►
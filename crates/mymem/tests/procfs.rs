//! 全局实例与 /proc/meminfo 数据源

use std::sync::{Arc, Mutex, MutexGuard};

use device::open_node;
use fs::{FsOps, mount_procfs, umount_procfs};
use mymem::{MemDevConfig, MemDevice, ProcMeminfo, ReportSource};
use vfs::{FsError, OpenFlags, TimeSpec, UserSliceMut};

struct HostFsOps;

impl FsOps for HostFsOps {
    fn page_size(&self) -> usize {
        4096
    }

    fn timespec_now(&self) -> TimeSpec {
        TimeSpec::zero()
    }

    fn get_total_frames(&self) -> usize {
        2_000_000
    }

    fn get_free_frames(&self) -> usize {
        125_000
    }
}

static HOST_FS_OPS: HostFsOps = HostFsOps;

static SERIAL: Mutex<()> = Mutex::new(());

/// 注册 FsOps 并串行化：两个测试共享挂载状态
fn setup() -> MutexGuard<'static, ()> {
    let guard = SERIAL.lock().unwrap_or_else(|e| e.into_inner());
    // SAFETY: 本测试二进制中只注册这一个实现
    unsafe { fs::register_fs_ops(&HOST_FS_OPS) };
    guard
}

fn read_all(path: &str) -> Result<(String, usize), FsError> {
    let file = open_node(path, OpenFlags::O_RDONLY)?;
    let mut buf = vec![0u8; 8192];
    let n = file.read(UserSliceMut::kernel(&mut buf))?;
    buf.truncate(n);
    let again = file.read(UserSliceMut::kernel(&mut [0u8; 16]))?;
    Ok((String::from_utf8(buf).unwrap(), again))
}

#[test]
fn test_global_instance_over_procfs() {
    let _serial = setup();
    umount_procfs();

    assert!(!mymem::is_loaded());
    mymem::exit();

    mymem::init().unwrap();
    assert!(mymem::is_loaded());
    assert_eq!(mymem::init(), Err(FsError::Busy));

    // procfs 尚未挂载：报告不可用
    assert_eq!(read_all("/dev/mymem").err(), Some(FsError::NotFound));

    mount_procfs().unwrap();
    let (text, again) = read_all("/dev/mymem").unwrap();
    assert_eq!(again, 0);
    let mut lines = text.lines();
    assert_eq!(lines.next(), Some("MemTotal:        8000000 kB"));
    assert_eq!(lines.next(), Some("MemFree:          500000 kB"));
    assert!(text.ends_with(" kB\n"));

    mymem::exit();
    assert!(!mymem::is_loaded());
    assert_eq!(read_all("/dev/mymem").err(), Some(FsError::NotFound));
    mymem::exit();

    // 可以重新加载
    mymem::init().unwrap();
    assert!(read_all("mymem").is_ok());
    mymem::exit();

    umount_procfs();
    let source = ProcMeminfo::new();
    assert_eq!(source.open().err(), Some(FsError::NotFound));
}

#[test]
fn test_proc_meminfo_path_resolution() {
    let _serial = setup();
    mount_procfs().unwrap();

    assert!(ProcMeminfo::with_path("/proc/meminfo").open().is_ok());
    assert_eq!(
        ProcMeminfo::with_path("/proc/nope").open().err(),
        Some(FsError::NotFound)
    );
    assert_eq!(
        ProcMeminfo::with_path("/procmeminfo").open().err(),
        Some(FsError::NotFound)
    );
    assert_eq!(
        ProcMeminfo::with_path("/sys/meminfo").open().err(),
        Some(FsError::NotFound)
    );

    let config = MemDevConfig {
        device_name: "proc-path",
        class_name: "proc-path",
        ..MemDevConfig::default()
    };
    let dev = MemDevice::load_with(config, Arc::new(ProcMeminfo::new())).unwrap();
    let (text, _) = read_all("proc-path").unwrap();
    assert!(text.starts_with("MemTotal:"));
    dev.unload();
}
//! procfs 实例与 `/proc` 挂载

use alloc::sync::Arc;
use sync::SpinLock;

use crate::proc::ProcInode;
use crate::proc::generators::MeminfoGenerator;
use vfs::{FileMode, FileSystem, FsError, Inode};

/// 一棵 procfs 树
pub struct ProcFS {
    root: Arc<ProcInode>,
}

impl ProcFS {
    /// 只有空根目录的实例，条目由 [`init_tree`](Self::init_tree) 填充
    pub fn new() -> Arc<Self> {
        Arc::new(Self {
            root: ProcInode::new_directory(FileMode::from_bits_truncate(0o555)),
        })
    }

    /// 挂上 `meminfo`；重复调用返回 `AlreadyExists`
    pub fn init_tree(&self) -> Result<(), FsError> {
        let meminfo = ProcInode::new_dynamic_file(
            Arc::new(MeminfoGenerator),
            FileMode::from_bits_truncate(0o444),
        );
        self.root.add_child("meminfo", meminfo)
    }

    /// 根目录，保留具体类型以便增删条目
    pub fn root(&self) -> &Arc<ProcInode> {
        &self.root
    }
}

impl FileSystem for ProcFS {
    fn fs_type(&self) -> &'static str {
        "proc"
    }

    fn root_inode(&self) -> Arc<dyn Inode> {
        self.root.clone()
    }
}

/// 挂载在 `/proc` 的实例
static PROC_MOUNT: SpinLock<Option<Arc<ProcFS>>> = SpinLock::new(None);

/// 挂载点路径
pub const PROC_MOUNT_POINT: &str = "/proc";

/// 创建并挂载 procfs；已挂载时返回现有实例
pub fn mount_procfs() -> Result<Arc<ProcFS>, FsError> {
    let mut mount = PROC_MOUNT.lock();
    if let Some(fs) = mount.as_ref() {
        return Ok(fs.clone());
    }
    let fs = ProcFS::new();
    fs.init_tree()?;
    *mount = Some(fs.clone());
    log::debug!("procfs: mounted at {}", PROC_MOUNT_POINT);
    Ok(fs)
}

/// 卸载 procfs，返回此前挂载的实例
pub fn umount_procfs() -> Option<Arc<ProcFS>> {
    let fs = PROC_MOUNT.lock().take();
    if fs.is_some() {
        log::debug!("procfs: unmounted");
    }
    fs
}

/// 当前挂载的 procfs
pub fn mounted_procfs() -> Option<Arc<ProcFS>> {
    PROC_MOUNT.lock().clone()
}
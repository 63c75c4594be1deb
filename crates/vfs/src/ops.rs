//! 用户内存访问所依赖的宿主服务
//!
//! [`crate::uaccess`] 在拷贝到用户地址前通过这里检查地址范围，
//! 并在拷贝期间打开用户页访问（RISC-V 上即置位 `sstatus.SUM`）。

use core::sync::atomic::{AtomicUsize, Ordering};

/// 宿主为 VFS 提供的用户内存服务
pub trait VfsOps: Send + Sync {
    /// `[addr, addr + len)` 是否完整位于当前进程的用户地址空间
    fn access_ok(&self, addr: usize, len: usize) -> bool;

    /// 允许内核访问用户页
    fn enter_user_access(&self);

    /// 撤销 [`enter_user_access`](VfsOps::enter_user_access)
    fn exit_user_access(&self);
}

static VFS_OPS: [AtomicUsize; 2] = [AtomicUsize::new(0), AtomicUsize::new(0)];

/// 注册宿主服务
///
/// # Safety
/// 启动早期单线程阶段调用；重复注册必须传入同一对象
pub unsafe fn register_vfs_ops(ops: &'static dyn VfsOps) {
    // SAFETY: (data, vtable) 布局
    let [data, vtable] =
        unsafe { core::mem::transmute::<*const dyn VfsOps, [usize; 2]>(ops as *const dyn VfsOps) };
    VFS_OPS[1].store(vtable, Ordering::Release);
    VFS_OPS[0].store(data, Ordering::Release);
}

/// 已注册的宿主服务；没有时用户地址一律视为不可访问
#[inline]
pub fn try_vfs_ops() -> Option<&'static dyn VfsOps> {
    let data = VFS_OPS[0].load(Ordering::Acquire);
    if data == 0 {
        return None;
    }
    let vtable = VFS_OPS[1].load(Ordering::Acquire);
    // SAFETY: 由 register_vfs_ops 写入
    Some(unsafe { &*core::mem::transmute::<[usize; 2], *const dyn VfsOps>([data, vtable]) })
}

/// 同 [`try_vfs_ops`]，未注册时 panic
#[inline]
pub fn vfs_ops() -> &'static dyn VfsOps {
    match try_vfs_ops() {
        Some(ops) => ops,
        None => panic!("vfs: VfsOps not registered"),
    }
}

/// 用户页访问窗口，drop 时关闭
pub struct UserAccessGuard {
    ops: &'static dyn VfsOps,
}

impl UserAccessGuard {
    /// 用全局注册的服务打开窗口
    ///
    /// # Panics
    /// 未注册 [`VfsOps`] 时 panic
    #[inline]
    pub fn new() -> Self {
        Self::with_ops(vfs_ops())
    }

    /// 用指定的服务打开窗口
    #[inline]
    pub fn with_ops(ops: &'static dyn VfsOps) -> Self {
        ops.enter_user_access();
        Self { ops }
    }
}

impl Drop for UserAccessGuard {
    #[inline]
    fn drop(&mut self) {
        self.ops.exit_user_access();
    }
}

impl Default for UserAccessGuard {
    fn default() -> Self {
        Self::new()
    }
}
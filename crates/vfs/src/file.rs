//! 打开句柄
//!
//! 每次 open 得到一个 `Arc<dyn File>`，最后一个引用释放即相当于 close。
//! 句柄持有游标和打开标志，底层节点见 [`crate::Inode`]。

use uapi::fcntl::OpenFlags;

use crate::uaccess::{UserSlice, UserSliceMut};
use crate::{FsError, InodeMetadata};

/// 打开句柄的操作
pub trait File: Send + Sync {
    /// 打开模式是否允许读
    fn readable(&self) -> bool;

    /// 打开模式是否允许写
    fn writable(&self) -> bool;

    /// 从当前游标读到 `buf`，返回字节数，0 表示 EOF
    fn read(&self, buf: UserSliceMut<'_>) -> Result<usize, FsError>;

    /// 从 `buf` 写入，返回被接受的字节数
    fn write(&self, buf: UserSlice<'_>) -> Result<usize, FsError>;

    /// 底层节点的元数据
    fn metadata(&self) -> Result<InodeMetadata, FsError>;

    /// 当前游标
    fn offset(&self) -> usize {
        0
    }

    /// 打开时的标志
    fn flags(&self) -> OpenFlags {
        OpenFlags::empty()
    }

    /// 向下转型
    fn as_any(&self) -> &dyn core::any::Any;
}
◄
ABOUT THIS TASK ▸ Check each line above for "again" and please state only how many have it.

RESPONSE TO THE EXERCISE ▸ 4